太陽光は、再生可能エネルギーの1つとして、現在特に注目されています。
しかしソーラーパネルの特性ゆえ、設置場所には制限があります。
では、もっとさまざまな場所で太陽光発電する方法はあるのでしょうか?
アメリカ・マサチューセッツ工科大学(MIT)電気工学・コンピュータ科学部に所属するマユラン・サラバナパバナンサム氏ら研究チームは、紙のように薄い太陽電池を開発しました。
従来のソーラーパネルの100分の1の重量であり、しかも柔らかいので、ボートの帆やドローンの翼などに取り付けられます。

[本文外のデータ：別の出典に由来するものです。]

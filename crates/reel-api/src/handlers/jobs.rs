//! Job status handlers.

use axum::extract::{Path, State};
use axum::http::StatusCode;
use axum::Json;
use serde::Serialize;

use reel_models::{Job, JobId};

use crate::error::{ApiError, ApiResult};
use crate::state::AppState;

/// Get the full job document.
pub async fn get_job_status(
    State(state): State<AppState>,
    Path(job_id): Path<String>,
) -> ApiResult<Json<Job>> {
    let id = JobId::from(job_id);
    let job = state
        .job_store
        .get(&id)
        .await?
        .ok_or_else(|| ApiError::not_found(format!("job {} not found", id)))?;
    Ok(Json(job))
}

/// Response for a cancellation request.
#[derive(Serialize)]
pub struct CancelResponse {
    pub job_id: JobId,
    /// Whether a running job was signalled; false when it already finished
    pub cancelled: bool,
}

/// Signal cancellation to an in-flight job.
pub async fn cancel_job(
    State(state): State<AppState>,
    Path(job_id): Path<String>,
) -> ApiResult<(StatusCode, Json<CancelResponse>)> {
    let id = JobId::from(job_id);
    if state.job_store.get(&id).await?.is_none() {
        return Err(ApiError::not_found(format!("job {} not found", id)));
    }

    let cancelled = state.editor.cancel(&id).await;
    Ok((
        StatusCode::ACCEPTED,
        Json(CancelResponse {
            job_id: id,
            cancelled,
        }),
    ))
}
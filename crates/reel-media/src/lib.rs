//! FFmpeg CLI wrapper for the edit pipeline.
//!
//! This crate provides:
//! - [`FfmpegCommand`]: argument list builder for edit invocations
//! - [`FfmpegRunner`]: subprocess execution with progress streaming,
//!   cancellation and a wall-clock timeout
//! - [`ProgressObserver`]: narrow seam between the runner's stderr parsing
//!   and whoever records progress
//! - Filter-graph builders for transitions, lower thirds and export scaling
//! - ffprobe duration probing

pub mod command;
pub mod error;
pub mod filters;
pub mod probe;
pub mod progress;

pub use command::{check_ffmpeg, check_ffprobe, FfmpegCommand, FfmpegRunner};
pub use error::{MediaError, MediaResult};
pub use filters::{lower_third_filter, scale_filter, transition_filter};
pub use probe::probe_duration;
pub use progress::{parse_time_marker, progress_percent, NoopProgress, ProgressObserver};
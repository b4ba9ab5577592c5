//! API error types.

use axum::http::StatusCode;
use axum::response::{IntoResponse, Response};
use axum::Json;
use serde::Serialize;
use thiserror::Error;

use reel_engine::EngineError;

pub type ApiResult<T> = Result<T, ApiError>;

#[derive(Debug, Error)]
pub enum ApiError {
    #[error("Not found: {0}")]
    NotFound(String),

    #[error("Bad request: {0}")]
    BadRequest(String),

    #[error("Internal error: {0}")]
    Internal(String),

    #[error("Storage error: {0}")]
    Store(#[from] reel_store::StoreError),

    #[error("{0}")]
    Engine(#[from] EngineError),
}

impl ApiError {
    pub fn not_found(msg: impl Into<String>) -> Self {
        Self::NotFound(msg.into())
    }

    pub fn bad_request(msg: impl Into<String>) -> Self {
        Self::BadRequest(msg.into())
    }

    pub fn internal(msg: impl Into<String>) -> Self {
        Self::Internal(msg.into())
    }

    fn status_code(&self) -> StatusCode {
        match self {
            ApiError::NotFound(_) => StatusCode::NOT_FOUND,
            ApiError::BadRequest(_) => StatusCode::BAD_REQUEST,
            ApiError::Engine(EngineError::Invalid(_)) => StatusCode::BAD_REQUEST,
            ApiError::Engine(EngineError::MissingMedia(_)) => StatusCode::NOT_FOUND,
            ApiError::Internal(_) | ApiError::Store(_) | ApiError::Engine(_) => {
                StatusCode::INTERNAL_SERVER_ERROR
            }
        }
    }
}

#[derive(Serialize)]
struct ErrorResponse {
    detail: String,
}

impl IntoResponse for ApiError {
    fn into_response(self) -> Response {
        let status = self.status_code();

        // Don't expose internal error details in production
        let detail = if status == StatusCode::INTERNAL_SERVER_ERROR
            && std::env::var("ENVIRONMENT").unwrap_or_default() == "production"
        {
            "An internal error occurred".to_string()
        } else {
            self.to_string()
        };

        (status, Json(ErrorResponse { detail })).into_response()
    }
}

研究の詳細は、2022年12月9日付の科学誌『Small Methods』に掲載されました。
従来のソーラーパネルは設置場所が限られる
太陽電池の基本単位は、「太陽電池セル」と呼ばれる小さなチップです。
この太陽電池セルをたくさん並べて、1枚の大きなパネルにしたものが「ソーラーパネル」と呼ばれます。

しかし従来のシリコン素材の太陽電池は、シリコンの厚さが原因で曲面には設置できません。

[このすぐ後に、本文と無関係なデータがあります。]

impl EditorService {
    pub fn new(
        layout: StorageLayout,
        job_store: JobStore,
        media_store: MediaStore,
        config: EngineConfig,
    ) -> Self {
        let permits = config.max_ffmpeg_processes;
        Self {
            layout,
            job_store,
            media_store,
            config,
            ffmpeg_permits: Arc::new(Semaphore::new(permits)),
            active: Arc::new(Mutex::new(HashMap::new())),
        }
    }

    pub fn job_store(&self) -> &JobStore {
        &self.job_store
    }

    pub fn media_store(&self) -> &MediaStore {
        &self.media_store
    }

    /// Signal cancellation to an in-flight job.
    ///
    /// Returns false when the job is not currently running (unknown id or
    /// already terminal); the caller decides whether that is a 404.
    pub async fn cancel(&self, job_id: &JobId) -> bool {
        match self.active.lock().await.get(job_id) {
            Some(tx) => tx.send(true).is_ok(),
            None => false,
        }
    }

    // -- submission ----------------------------------------------------------

    pub async fn submit_concat(&self, req: ConcatRequest) -> EngineResult<JobId> {
        req.validate()?;
        self.spawn_job("concat", move |svc, job_id, cancel| async move {
            svc.run_concat(&job_id, cancel, req).await
        })
        .await
    }

    pub async fn submit_trim(&self, req: TrimRequest) -> EngineResult<JobId> {
        req.validate()?;
        self.spawn_job("trim", move |svc, job_id, cancel| async move {
            svc.run_trim(&job_id, cancel, req).await
        })
        .await
    }

    pub async fn submit_brand(&self, req: BrandRequest) -> EngineResult<JobId> {
        req.validate()?;
        self.spawn_job("brand", move |svc, job_id, cancel| async move {
            svc.run_brand(&job_id, cancel, req).await
        })
        .await
    }

    pub async fn submit_transition(&self, req: TransitionRequest) -> EngineResult<JobId> {
        req.validate()?;
        self.spawn_job("transition", move |svc, job_id, cancel| async move {
            svc.run_transition(&job_id, cancel, req).await
        })
        .await
    }

    pub async fn submit_export(&self, req: ExportRequest) -> EngineResult<JobId> {
        req.validate()?;
        self.spawn_job("export", move |svc, job_id, cancel| async move {
            svc.run_export(&job_id, cancel, req).await
        })
        .await
    }

    /// Create the job, register its cancellation channel, and run the
    /// operation on a detached task.
    async fn spawn_job<F, Fut>(&self, operation: &'static str, run: F) -> EngineResult<JobId>
    where
        F: FnOnce(EditorService, JobId, watch::Receiver<bool>) -> Fut + Send + 'static,
        Fut: std::future::Future<Output = EngineResult<MediaRecord>> + Send + 'static,
    {
        let job = self.job_store.create().await?;
        let job_id = job.id.clone();

        let (cancel_tx, cancel_rx) = watch::channel(false);
        self.active.lock().await.insert(job_id.clone(), cancel_tx);
        info!(job_id = %job_id, operation, "job submitted");

        let svc = self.clone();
        let id = job_id.clone();
        tokio::spawn(async move {
            let outcome = run(svc.clone(), id.clone(), cancel_rx).await;
            svc.finish(&id, operation, outcome).await;
        });

        Ok(job_id)
    }

    /// Record the outcome and drop the cancellation handle.
    async fn finish(&self, job_id: &JobId, operation: &str, outcome: EngineResult<MediaRecord>) {
        self.active.lock().await.remove(job_id);

        let update = match &outcome {
            Ok(record) => {
                info!(job_id = %job_id, operation, media_id = %record.id, "job completed");
                JobUpdate::completed(record.path.clone())
            }
            Err(e) => {
                warn!(job_id = %job_id, operation, error = %e, "job failed");
                JobUpdate::failed(e.to_string())
            }
        };
        if let Err(e) = self.job_store.update(job_id, update).await {
            warn!(job_id = %job_id, error = %e, "failed to persist job outcome");
        }
    }

    // -- operations ----------------------------------------------------------

    async fn run_concat(
        &self,
        job_id: &JobId,
        cancel: watch::Receiver<bool>,
        req: ConcatRequest,
    ) -> EngineResult<MediaRecord> {
        self.mark_processing(job_id).await?;

        let mut sources = Vec::with_capacity(req.videos.len());
        for id in &req.videos {
            sources.push(self.resolve(id).await?);
        }

        let temp_dir = self.job_temp_dir(job_id).await?;
        let list_path = temp_dir.join("filelist.txt");
        let body = concat_list_body(sources.iter().map(|r| r.path.as_path()));
        fs::write(&list_path, body).await.map_err(StoreError::Io)?;

        let mut target = 0.0;
        for record in &sources {
            target += self.source_duration(record).await;
        }

        let (output_path, filename) = self.output_target(&req.output, "concatenated", "mp4");
        let cmd = concat_command(&list_path, &output_path);

        let result = self.execute(job_id, cancel, &cmd, target).await;
        let _ = fs::remove_dir_all(&temp_dir).await;
        result?;

        self.register_output(&output_path, &filename, &req.output, None, None, &[])
            .await
    }

    async fn run_trim(
        &self,
        job_id: &JobId,
        cancel: watch::Receiver<bool>,
        req: TrimRequest,
    ) -> EngineResult<MediaRecord> {
        self.mark_processing(job_id).await?;
        let source = self.resolve(&req.video_id).await?;

        let (output_path, filename) = self.output_target(&req.output, "trimmed", "mp4");
        let cmd = trim_command(&source.path, req.start_time, req.end_time, &output_path);

        self.execute(job_id, cancel, &cmd, req.end_time - req.start_time)
            .await?;
        self.register_output(&output_path, &filename, &req.output, None, None, &[])
            .await
    }

    async fn run_brand(
        &self,
        job_id: &JobId,
        cancel: watch::Receiver<bool>,
        req: BrandRequest,
    ) -> EngineResult<MediaRecord> {
        self.mark_processing(job_id).await?;
        let source = self.resolve(&req.video_id).await?;
        let (output_path, filename) = self.output_target(&req.output, "branded", "mp4");

        // Intro+outro concat takes precedence over the lower third; with
        // neither set the source is passed through as a new record.
        if let (Some(intro_id), Some(outro_id)) = (&req.intro, &req.outro) {
            let intro = self.resolve(intro_id).await?;
            let outro = self.resolve(outro_id).await?;

            let temp_dir = self.job_temp_dir(job_id).await?;
            let list_path = temp_dir.join("filelist.txt");
            let body = concat_list_body(
                [&intro.path, &source.path, &outro.path]
                    .into_iter()
                    .map(PathBuf::as_path),
            );
            fs::write(&list_path, body).await.map_err(StoreError::Io)?;

            let target = self.source_duration(&intro).await
                + self.source_duration(&source).await
                + self.source_duration(&outro).await;
            let cmd = concat_command(&list_path, &output_path);

            let result = self.execute(job_id, cancel, &cmd, target).await;
            let _ = fs::remove_dir_all(&temp_dir).await;
            result?;
        } else if let Some(lower_third) = &req.lower_third {
            let temp_dir = self.job_temp_dir(job_id).await?;
            let text_path = temp_dir.join("lower_third.txt");
            fs::write(&text_path, &lower_third.text)
                .await
                .map_err(StoreError::Io)?;

            let filter = lower_third_filter(lower_third, &text_path, &self.config.font_path);
            let cmd = overlay_command(&source.path, filter, &output_path);
            let target = self.source_duration(&source).await;

            let result = self.execute(job_id, cancel, &cmd, target).await;
            let _ = fs::remove_dir_all(&temp_dir).await;
            result?;
        } else {
            let cmd = passthrough_command(&source.path, &output_path);
            let target = self.source_duration(&source).await;
            self.execute(job_id, cancel, &cmd, target).await?;
        }

        self.register_output(&output_path, &filename, &req.output, None, None, &[])
            .await
    }

    async fn run_transition(
        &self,
        job_id: &JobId,
        cancel: watch::Receiver<bool>,
        req: TransitionRequest,
    ) -> EngineResult<MediaRecord> {
        self.mark_processing(job_id).await?;
        let first = self.resolve(&req.video1).await?;
        let second = self.resolve(&req.video2).await?;

        let (output_path, filename) = self.output_target(&req.output, "transition", "mp4");
        let cmd = transition_command(&first.path, &second.path, req.kind, req.duration, &output_path);

        let target = (self.source_duration(&first).await + self.source_duration(&second).await
            - req.duration)
            .max(req.duration);
        self.execute(job_id, cancel, &cmd, target).await?;

        let extra_tags = ["transition".to_string(), req.kind.as_str().to_string()];
        self.register_output(
            &output_path,
            &filename,
            &req.output,
            Some("transitions"),
            Some(format!("Transition ({}) between videos", req.kind)),
            &extra_tags,
        )
        .await
    }

    async fn run_export(
        &self,
        job_id: &JobId,
        cancel: watch::Receiver<bool>,
        req: ExportRequest,
    ) -> EngineResult<MediaRecord> {
        self.mark_processing(job_id).await?;
        let source = self.resolve(&req.video_id).await?;

        let (output_path, filename) =
            self.output_target(&req.output, "exported", req.format.extension());
        let cmd = export_command(&source.path, &req, &output_path);

        let target = self.source_duration(&source).await;
        self.execute(job_id, cancel, &cmd, target).await?;

        let extra_tags = ["exported".to_string(), req.format.as_str().to_string()];
        self.register_output(
            &output_path,
            &filename,
            &req.output,
            None,
            Some(format!("Exported video ({})", req.format)),
            &extra_tags,
        )
        .await
    }

    // -- shared steps --------------------------------------------------------

    async fn mark_processing(&self, job_id: &JobId) -> EngineResult<Option<Job>> {
        Ok(self
            .job_store
            .update(job_id, JobUpdate::status(JobStatus::Processing))
            .await?)
    }

    async fn resolve(&self, id: &reel_models::MediaId) -> EngineResult<MediaRecord> {
        self.media_store
            .get(id)
            .await?
            .ok_or_else(|| EngineError::MissingMedia(id.clone()))
    }

    /// Output location under the edited tree, defaulting to a timestamped
    /// filename when the request does not name one.
    fn output_target(&self, descriptor: &OutputDescriptor, stem: &str, ext: &str) -> (PathBuf, String) {
        let filename = descriptor
            .filename
            .clone()
            .unwrap_or_else(|| format!("{}-{}.{}", stem, Utc::now().timestamp_millis(), ext));
        (self.layout.edited_dir().join(&filename), filename)
    }

    /// Job-scoped scratch directory for list and text files.
    async fn job_temp_dir(&self, job_id: &JobId) -> EngineResult<PathBuf> {
        let dir = self.layout.job_temp_dir(job_id);
        fs::create_dir_all(&dir).await.map_err(StoreError::Io)?;
        Ok(dir)
    }

    /// Known duration of a source, probing when the record has none.
    async fn source_duration(&self, record: &MediaRecord) -> f64 {
        match record.duration {
            Some(d) => d,
            None => probe_duration(&record.path)
                .await
                .unwrap_or(DEFAULT_TARGET_DURATION_SECS),
        }
    }

    /// Record the invocation on the job and run it under the process limit.
    async fn execute(
        &self,
        job_id: &JobId,
        cancel: watch::Receiver<bool>,
        cmd: &FfmpegCommand,
        target_duration: f64,
    ) -> EngineResult<()> {
        self.job_store
            .update(job_id, JobUpdate::command(cmd.to_command_string()))
            .await?;

        let _permit = self
            .ffmpeg_permits
            .acquire()
            .await
            .expect("process semaphore never closes");

        let observer = Arc::new(JobProgressWriter::new(
            self.job_store.clone(),
            job_id.clone(),
        ));
        let runner = FfmpegRunner::new()
            .with_cancel(cancel)
            .with_timeout(self.config.job_timeout_secs)
            .with_target_duration(target_duration);

        runner.run(cmd, observer).await?;
        Ok(())
    }

    /// Stat the produced file and register it as an edited media record.
    ///
    /// Descriptor metadata wins; the operation-specific category,
    /// description and tags only fill the gaps the request left open.
    async fn register_output(
        &self,
        output_path: &Path,
        filename: &str,
        descriptor: &OutputDescriptor,
        default_category: Option<&str>,
        default_description: Option<String>,
        extra_tags: &[String],
    ) -> EngineResult<MediaRecord> {
        let size = fs::metadata(output_path).await.map_err(StoreError::Io)?.len();
        let duration = probe_duration(output_path).await.ok();

        let mut tags = descriptor.tags.clone();
        tags.extend(extra_tags.iter().cloned());

        let record = MediaRecord::new(
            MediaSource::Edited,
            filename,
            output_path.to_path_buf(),
            self.layout.url_for(MediaSource::Edited, filename),
            size,
        )
        .with_category(
            descriptor
                .category
                .clone()
                .or_else(|| default_category.map(String::from)),
        )
        .with_tags(tags)
        .with_description(descriptor.description.clone().or(default_description))
        .with_duration(duration);

        self.media_store.create(&record).await?;
        Ok(record)
    }
}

また、脆いセルをただ並べただけでは、雨風にさらされる野外には不向きです。
そのため従来のソーラーパネルでは、太陽電池を強化ガラスで覆い、重くて厚いアルミフレームと接着剤でしっかり梱包しています。
こうして私たちがイメージする「頑丈で重いソーラーパネル」が完成するのです。
これらの構造特性ゆえ、ソーラーパネルは屋根や平地など、平らで広いスペースにしか設置できないでしょう。

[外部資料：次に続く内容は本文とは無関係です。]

//! Opaque identifiers for jobs and media records.
//!
//! Ids combine a millisecond timestamp with a random suffix so that records
//! created concurrently never collide while still sorting roughly by
//! creation time on disk.

use chrono::Utc;
use schemars::JsonSchema;
use serde::{Deserialize, Serialize};
use std::fmt;
use uuid::Uuid;

/// Generate the random portion of an id (first uuid group, 8 hex chars).
fn random_suffix() -> String {
    Uuid::new_v4().simple().to_string()[..8].to_string()
}

/// Unique identifier for an edit job.
#[derive(Debug, Clone, PartialEq, Eq, Hash, Serialize, Deserialize, JsonSchema)]
#[serde(transparent)]
pub struct JobId(pub String);

impl JobId {
    /// Generate a new job ID.
    pub fn new() -> Self {
        Self(format!("job-{}-{}", Utc::now().timestamp_millis(), random_suffix()))
    }

    /// Create from an existing string.
    pub fn from_string(s: impl Into<String>) -> Self {
        Self(s.into())
    }

    /// Get the inner string.
    pub fn as_str(&self) -> &str {
        &self.0
    }
}

impl Default for JobId {
    fn default() -> Self {
        Self::new()
    }
}

impl fmt::Display for JobId {
    fn fmt(&self, f: &mut fmt::Formatter<'_>) -> fmt::Result {
        write!(f, "{}", self.0)
    }
}

impl From<String> for JobId {
    fn from(s: String) -> Self {
        Self(s)
    }
}

impl From<&str> for JobId {
    fn from(s: &str) -> Self {
        Self(s.to_string())
    }
}

/// Unique identifier for a media record.
#[derive(Debug, Clone, PartialEq, Eq, Hash, Serialize, Deserialize, JsonSchema)]
#[serde(transparent)]
pub struct MediaId(pub String);

impl MediaId {
    /// Generate a new media ID prefixed by its source kind
    /// (e.g. `edited-1714080000000-a1b2c3d4`).
    pub fn new(source_prefix: &str) -> Self {
        Self(format!(
            "{}-{}-{}",
            source_prefix,
            Utc::now().timestamp_millis(),
            random_suffix()
        ))
    }

    /// Create from an existing string.
    pub fn from_string(s: impl Into<String>) -> Self {
        Self(s.into())
    }

    /// Get the inner string.
    pub fn as_str(&self) -> &str {
        &self.0
    }
}

impl fmt::Display for MediaId {
    fn fmt(&self, f: &mut fmt::Formatter<'_>) -> fmt::Result {
        write!(f, "{}", self.0)
    }
}

impl From<String> for MediaId {
    fn from(s: String) -> Self {
        Self(s)
    }
}

impl From<&str> for MediaId {
    fn from(s: &str) -> Self {
        Self(s.to_string())
    }
}

#[cfg(test)]
mod tests {
    use super::*;
    use std::collections::HashSet;

    #[test]
    fn test_job_ids_are_unique() {
        let ids: HashSet<String> = (0..100).map(|_| JobId::new().0).collect();
        assert_eq!(ids.len(), 100);
    }

    #[test]
    fn test_media_id_prefix() {
        let id = MediaId::new("edited");
        assert!(id.as_str().starts_with("edited-"));
    }
}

そこでサラバナパバナンサム氏ら研究チームは、どこにでも設置できる薄くて柔らかい太陽電池を開発することにしました。
紙のように薄い太陽電池が開発される

新しく開発された太陽電池は従来のソーラーパネルとは大きく異なっており、紙のように薄く柔らかいという特徴をもちます。
この太陽電池は、ナノ材料で構成された電子インクを印刷することで作られます。
プラスチック基板の上にナノ材料を層状に堆積させていくことで、厚さ約15μmの極薄太陽電池を作り上げるのです。

そしてこの太陽電池をプラスチック基板から剥がし、「ダイニーマ」と呼ばれる超高分子量ポリエチレンの繊維に接着剤で貼り付けます。
ダイニーマは、1m2あたりわずか13gという軽量素材であり、柔軟なだけでなく非常に高い強度をもちます。
その強度ゆえ、沈没したクルーズ船「コスタ・コンコルディア」を海底から引き上げるためのロープにもダイニーマが使用されたのだとか。

極薄の太陽電池をダイニーマに接着することで、軽く、薄く、柔らかく、そして頑丈な、新しいタイプの太陽電池が生まれました。
ちなみに研究チームによると、「ダイニーマに直接太陽電池を印刷することは、処理工程で生じる化学的・熱的な問題ゆえ難しい」とのこと。